Projet peinture

La peinture en panorama :: Le projet peinture à la Galerie de l’UQAM

Projet peinture

La peinture en panorama :: Le projet peinture à la Galerie de l’UQAM

Qu’est-ce qui fait, en 2013, qu’une exposition consacrée à la peinture soit si exceptionnelle ? Le projet peinture, dont le deuxième volet est en cours à la Galerie de l’UQAM, se présente comme cette exception en voulant dresser un portrait des pratiques actuelles qui ratisse tout le Canada. De la peinture, il s’en pratique en effet beaucoup à travers le pays, et les 60 artistes qui composent cette exposition ne sont assurément qu’un échantillon de l’ensemble. La sélection est issue d’un vaste chantier, une recherche sur plus de deux ans pendant laquelle la commissaire Julie Bélisle, en collaboration avec Marie-Ève Beaupré, a épluché les possibilités qui se comptaient par centaines.

Mettre la peinture ainsi en avant, c’est aussi renouer avec une approche centrée sur cet art que le postmodernisme avait écarté, alors que d’autres matériaux faisaient leur apparition, incluant l’immatérialité de l’art conceptuel ou celle des pratiques éphémères. La pratique de la peinture n’a pourtant rien perdu de sa vitalité. Les catégories proposées dans le catalogue, appendice obligé de l’exposition, pour présenter cette peinture prouvent avec éloquence que les frontières et les moyens de celle-ci ont été retravaillés.

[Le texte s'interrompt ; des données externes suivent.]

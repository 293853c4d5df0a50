//! Texture entities and the upload / mip-generation path.
//!
//! # Overview
//!
//! A [`Texture`] is a pooled record: Vulkan image, primary sampled view,
//! optional storage view, a lazily filled per-(mip, layer) attachment view
//! cache, and the allocation plus flags describing the image. Swapchain
//! images reuse the same record with `is_swapchain` set and no allocation;
//! they are never destroyed through the deleter.
//!
//! # Upload
//!
//! Initial payloads land in a host-visible staging buffer, are copied into
//! the base mip, and the rest of the chain is generated on the GPU: each mip
//! is a linear `vkCmdBlitImage2` of the previous one. The whole upload is
//! recorded on one ring command buffer and waited on before creation
//! returns.

use std::collections::HashMap;

use ash::vk;

use crate::{
    device::Device,
    error::Result,
    types::{Format, TextureUsage},
};

/// A pooled texture resource.
pub struct Texture {
    pub(crate) image: vk::Image,
    pub(crate) view: vk::ImageView,
    /// Separate identity view for storage access; null when the texture is
    /// not storage-capable.
    pub(crate) storage_view: vk::ImageView,
    /// Single-mip single-layer views handed to dynamic rendering, created on
    /// first use.
    pub(crate) attachment_views: HashMap<(u32, u32), vk::ImageView>,
    pub(crate) allocation: Option<vk_mem::Allocation>,
    pub(crate) extent: vk::Extent3D,
    pub(crate) format: Format,
    pub(crate) vk_format: vk::Format,
    pub(crate) mip_levels: u32,
    pub(crate) layers: u32,
    pub(crate) sample_count: vk::SampleCountFlags,
    pub(crate) usage: TextureUsage,
    pub(crate) is_depth: bool,
    pub(crate) is_owned: bool,
    pub(crate) is_swapchain: bool,
    pub(crate) debug_name: String,
}

impl Default for Texture {
    fn default() -> Self {
        Self {
            image: vk::Image::null(),
            view: vk::ImageView::null(),
            storage_view: vk::ImageView::null(),
            attachment_views: HashMap::new(),
            allocation: None,
            extent: vk::Extent3D::default(),
            format: Format::Invalid,
            vk_format: vk::Format::UNDEFINED,
            mip_levels: 1,
            layers: 1,
            sample_count: vk::SampleCountFlags::TYPE_1,
            usage: TextureUsage::empty(),
            is_depth: false,
            is_owned: false,
            is_swapchain: false,
            debug_name: String::new(),
        }
    }
}

impl std::fmt::Debug for Texture {
    fn fmt(&self, f: &mut std::fmt::Formatter<'_>) -> std::fmt::Result {
        f.debug_struct("Texture")
            .field("extent", &self.extent)
            .field("format", &self.format)
            .field("mip_levels", &self.mip_levels)
            .field("layers", &self.layers)
            .field("usage", &self.usage)
            .field("is_swapchain", &self.is_swapchain)
            .field("debug_name", &self.debug_name)
            .finish_non_exhaustive()
    }
}

impl PartialEq for Texture {
    fn eq(&self, other: &Self) -> bool {
        self.image == other.image
    }
}

impl Texture {
    pub fn raw_image(&self) -> vk::Image {
        self.image
    }

    pub fn view(&self) -> vk::ImageView {
        self.view
    }

    pub fn storage_view(&self) -> vk::ImageView {
        self.storage_view
    }

    pub fn extent(&self) -> vk::Extent3D {
        self.extent
    }

    pub fn format(&self) -> Format {
        self.format
    }

    pub fn mip_levels(&self) -> u32 {
        self.mip_levels
    }

    pub fn layers(&self) -> u32 {
        self.layers
    }

    pub fn is_sampled(&self) -> bool {
        self.usage.contains(TextureUsage::SAMPLED)
    }

    pub fn is_storage(&self) -> bool {
        self.usage.contains(TextureUsage::STORAGE)
    }

    pub fn is_depth(&self) -> bool {
        self.is_depth
    }

    pub fn is_swapchain(&self) -> bool {
        self.is_swapchain
    }

    pub fn aspect_mask(&self) -> vk::ImageAspectFlags {
        self.format.aspect_mask()
    }

    /// The single-(mip, layer) view used as a render attachment, created on
    /// first request and cached on the texture.
    pub fn get_or_create_attachment_view(
        &mut self,
        device: &Device,
        mip: u32,
        layer: u32,
    ) -> Result<vk::ImageView> {
        if let Some(&view) = self.attachment_views.get(&(mip, layer)) {
            return Ok(view);
        }
        let view = create_view(
            device,
            self.image,
            vk::ImageViewType::TYPE_2D,
            self.vk_format,
            self.aspect_mask(),
            mip,
            1,
            layer,
            1,
        )?;
        self.attachment_views.insert((mip, layer), view);
        Ok(view)
    }

    /// Destroys every view owned by this record. The image itself is only
    /// destroyed for owned textures, by the caller.
    pub(crate) fn destroy_views(&mut self, device: &Device) {
        unsafe {
            if self.view != vk::ImageView::null() {
                device.destroy_image_view(self.view, None);
                self.view = vk::ImageView::null();
            }
            if self.storage_view != vk::ImageView::null() {
                device.destroy_image_view(self.storage_view, None);
                self.storage_view = vk::ImageView::null();
            }
            for (_, view) in self.attachment_views.drain() {
                device.destroy_image_view(view, None);
            }
        }
    }
}

/// Picks the primary view type: CUBE for square 6-layer images, array views
/// for layered images, plain 2D otherwise.
pub(crate) fn primary_view_type(extent: vk::Extent3D, layers: u32) -> vk::ImageViewType {
    if layers == 6 && extent.width == extent.height {
        vk::ImageViewType::CUBE
    } else if layers > 1 {
        vk::ImageViewType::TYPE_2D_ARRAY
    } else {
        vk::ImageViewType::TYPE_2D
    }
}

#[allow(clippy::too_many_arguments)]
pub(crate) fn create_view(
    device: &Device,
    image: vk::Image,
    view_type: vk::ImageViewType,
    format: vk::Format,
    aspect_mask: vk::ImageAspectFlags,
    base_mip: u32,
    mip_count: u32,
    base_layer: u32,
    layer_count: u32,
) -> Result<vk::ImageView> {
    let info = vk::ImageViewCreateInfo {
        image,
        view_type,
        format,
        subresource_range: vk::ImageSubresourceRange {
            aspect_mask,
            base_mip_level: base_mip,
            level_count: mip_count,
            base_array_layer: base_layer,
            layer_count,
        },
        ..Default::default()
    };
    Ok(unsafe { device.create_image_view(&info, None)? })
}

/// Records a full-subresource layout transition with heavyweight
/// (all-commands) scopes. Upload and present paths are not hot enough to
/// warrant tighter masks.
pub(crate) fn record_transition(
    device: &Device,
    cmd: vk::CommandBuffer,
    image: vk::Image,
    aspect_mask: vk::ImageAspectFlags,
    old_layout: vk::ImageLayout,
    new_layout: vk::ImageLayout,
    base_mip: u32,
    mip_count: u32,
    layer_count: u32,
) {
    let barrier = vk::ImageMemoryBarrier2 {
        src_stage_mask: vk::PipelineStageFlags2::ALL_COMMANDS,
        src_access_mask: vk::AccessFlags2::MEMORY_WRITE,
        dst_stage_mask: vk::PipelineStageFlags2::ALL_COMMANDS,
        dst_access_mask: vk::AccessFlags2::MEMORY_READ | vk::AccessFlags2::MEMORY_WRITE,
        old_layout,
        new_layout,
        src_queue_family_index: vk::QUEUE_FAMILY_IGNORED,
        dst_queue_family_index: vk::QUEUE_FAMILY_IGNORED,
        image,
        subresource_range: vk::ImageSubresourceRange {
            aspect_mask,
            base_mip_level: base_mip,
            level_count: mip_count,
            base_array_layer: 0,
            layer_count,
        },
        ..Default::default()
    };
    let barriers = [barrier];
    let dependency = vk::DependencyInfo::default().image_memory_barriers(&barriers);
    unsafe { device.cmd_pipeline_barrier2(cmd, &dependency) };
}

fn mip_extent(extent: vk::Extent3D, mip: u32) -> vk::Extent3D {
    vk::Extent3D {
        width: (extent.width >> mip).max(1),
        height: (extent.height >> mip).max(1),
        depth: (extent.depth >> mip).max(1),
    }
}

/// Records the staged upload: base mip copy from `staging`, then a linear
/// blit cascade filling mips `1..mip_levels`, then a final transition of the
/// whole chain into `final_layout`.
#[allow(clippy::too_many_arguments)]
pub(crate) fn record_upload_with_mips(
    device: &Device,
    cmd: vk::CommandBuffer,
    image: vk::Image,
    staging: vk::Buffer,
    extent: vk::Extent3D,
    mip_levels: u32,
    layers: u32,
    final_layout: vk::ImageLayout,
) {
    let aspect = vk::ImageAspectFlags::COLOR;

    record_transition(
        device,
        cmd,
        image,
        aspect,
        vk::ImageLayout::UNDEFINED,
        vk::ImageLayout::TRANSFER_DST_OPTIMAL,
        0,
        mip_levels,
        layers,
    );

    let region = vk::BufferImageCopy2 {
        image_subresource: vk::ImageSubresourceLayers {
            aspect_mask: aspect,
            mip_level: 0,
            base_array_layer: 0,
            layer_count: layers,
        },
        image_extent: extent,
        ..Default::default()
    };
    let regions = [region];
    let copy_info = vk::CopyBufferToImageInfo2::default()
        .src_buffer(staging)
        .dst_image(image)
        .dst_image_layout(vk::ImageLayout::TRANSFER_DST_OPTIMAL)
        .regions(&regions);
    unsafe { device.cmd_copy_buffer_to_image2(cmd, &copy_info) };

    for mip in 1..mip_levels {
        // Previous mip becomes the blit source for this one.
        record_transition(
            device,
            cmd,
            image,
            aspect,
            vk::ImageLayout::TRANSFER_DST_OPTIMAL,
            vk::ImageLayout::TRANSFER_SRC_OPTIMAL,
            mip - 1,
            1,
            layers,
        );

        let src = mip_extent(extent, mip - 1);
        let dst = mip_extent(extent, mip);
        let blit = vk::ImageBlit2 {
            src_subresource: vk::ImageSubresourceLayers {
                aspect_mask: aspect,
                mip_level: mip - 1,
                base_array_layer: 0,
                layer_count: layers,
            },
            src_offsets: [
                vk::Offset3D::default(),
                vk::Offset3D {
                    x: src.width as i32,
                    y: src.height as i32,
                    z: src.depth as i32,
                },
            ],
            dst_subresource: vk::ImageSubresourceLayers {
                aspect_mask: aspect,
                mip_level: mip,
                base_array_layer: 0,
                layer_count: layers,
            },
            dst_offsets: [
                vk::Offset3D::default(),
                vk::Offset3D {
                    x: dst.width as i32,
                    y: dst.height as i32,
                    z: dst.depth as i32,
                },
            ],
            ..Default::default()
        };
        let blits = [blit];
        let blit_info = vk::BlitImageInfo2::default()
            .src_image(image)
            .src_image_layout(vk::ImageLayout::TRANSFER_SRC_OPTIMAL)
            .dst_image(image)
            .dst_image_layout(vk::ImageLayout::TRANSFER_DST_OPTIMAL)
            .regions(&blits)
            .filter(vk::Filter::LINEAR);
        unsafe { device.cmd_blit_image2(cmd, &blit_info) };
    }

    // Mips 0..N-1 sit in TRANSFER_SRC, the last one in TRANSFER_DST.
    if mip_levels > 1 {
        record_transition(
            device,
            cmd,
            image,
            aspect,
            vk::ImageLayout::TRANSFER_SRC_OPTIMAL,
            final_layout,
            0,
            mip_levels - 1,
            layers,
        );
    }
    record_transition(
        device,
        cmd,
        image,
        aspect,
        vk::ImageLayout::TRANSFER_DST_OPTIMAL,
        final_layout,
        mip_levels - 1,
        1,
        layers,
    );
}

#[cfg(test)]
mod tests {
    use super::*;

    #[test]
    fn cube_view_requires_square_six_layers() {
        let square = vk::Extent3D {
            width: 64,
            height: 64,
            depth: 1,
        };
        let wide = vk::Extent3D {
            width: 128,
            height: 64,
            depth: 1,
        };
        assert_eq!(primary_view_type(square, 6), vk::ImageViewType::CUBE);
        assert_eq!(primary_view_type(wide, 6), vk::ImageViewType::TYPE_2D_ARRAY);
        assert_eq!(primary_view_type(square, 4), vk::ImageViewType::TYPE_2D_ARRAY);
        assert_eq!(primary_view_type(square, 1), vk::ImageViewType::TYPE_2D);
    }

    #[test]
    fn mip_extent_halves_and_clamps() {
        let extent = vk::Extent3D {
            width: 100,
            height: 7,
            depth: 1,
        };
        assert_eq!(mip_extent(extent, 1).width, 50);
        assert_eq!(mip_extent(extent, 3).height, 1);
        assert_eq!(mip_extent(extent, 9).width, 1);
        assert_eq!(mip_extent(extent, 9).depth, 1);
    }
}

Les catégories traditionnelles de genre, le paysage et le portrait par exemple, ne suffisent plus à nommer les orientations nouvelles de la peinture. D’où les quatre regroupements thématiques qui organisent les oeuvres dans le catalogue (« Figures du réel », « Univers de fiction », « Peinture comme sujet », « Pratiques hybrides »), mais que, pourtant, l’exposition n’emprunte pas. L’accrochage répond à d’autres impératifs, plus ou moins clairs, qui trahissent une des principales difficultés de ce projet, à savoir regrouper sur les murs d’une même salle des oeuvres très variées.